Free pointers at the same scoping level as they were allocated, such as in the same method, or a constructor/destructor pair.
Set a pointer to NULL after deallocation; writing to it produces an error, and deallocating twice is more easily caught.
In C++, a reference cannot point to NULL and the object it refers to cannot be changed.
In C, you can use char or void pointers for any type of variable.

13.3: Global Data

Passing a global variable to a method, and then referring to both the parameter and global variable is especially tricky.
Initialization order among different "translation units," or files, is not defined in languages like C++.
Try to contain a global variable as a class variable, and provide an accessor for any other code that needs it.
Replace global data with access methods to centralize control over it and protect yourself against changes.
Build access methods at the level of the problem domain rather than at the level of the implementation details.

Chapter 14: Organizing Straight-Line Code

14.1: Statements That Must Be in a Specific Order

Organize code so that dependencies are obvious; if one method initializes data, create and call an Initialize() method.

14.2: Statements Whose Order Doesn't Matter

Statements that operate on the same data, perform similar tasks, or have ordering dependencies should appear together.

Chapter 15: Using Conditionals

15.1: `if` statements

For both readability and performance, write the nominal path through the code first, then the unusual cases.
Simplify complicated conditional expressions with calls to methods that return boolean values.

15.2: `case` statements

Some case statements only work on data of certain types; don't create a "phony variable" to use a case statement.
Use the default statement to detect legitimate defaults, or to detect errors, and nothing else.

Chapter 16: Controlling Loops

16.1: Selecting the Kind of Loop

If you don't know ahead of time exactly how many times you’ll want the loop to iterate, use a while loop.
Don't code a "loop and a half"; instead, loop forever and break in the middle.
Keep for loops simple; if you're explicitly changing the index value, consider a while loop.

16.2: Controlling the Loop

Put initialization code immediately before the loop.
Use for (;;) or while (true) to write an infinite loop; don't fake it by iterating to a large number.
Reserve the for loop header for initializing the loop, terminating it, and moving toward termination.
Keep statements that control the loop, or move it toward termination, near its beginning or end.
Don't change the index of a for loop to make it terminate.
Avoid using the loop index value after the loop; instead assign a final value to a variable at the appropriate point inside the loop.
Using a break forces the person reading your code to look inside the loop for an understanding of the loop control.
Inefficient programmers experiment randomly until they find something that works, perhaps replacing a bug with a more subtle one.

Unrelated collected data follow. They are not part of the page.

#[cfg(feature = "cli")]
mod cli;

#[cfg(feature = "cli")]
fn main() {
    if let Err(err) = cli::run() {
        eprintln!("error: {err}");
        std::process::exit(1);
    }
}

#[cfg(not(feature = "cli"))]
fn main() {
    eprintln!("The CLI is disabled. Rebuild with `--features cli` to enable it.");
}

Chapter 17: Unusual Control Structures

17.2: Recursion

For most situations, recursion produces very complicated solutions that chew up stack space. Use it selectively, and prefer iteration.
For local variables in recursive functions, use new to create objects on the heap as opposed to on the stack.

17.3: `goto`

The use of a goto statement defeats some compiler optimizations, which rely on orderly flow control.
The try-finally construct can sometimes be used to perform the error cleanup that a goto sometimes performs.
Measure the performance of any goto statement used to improve efficiency.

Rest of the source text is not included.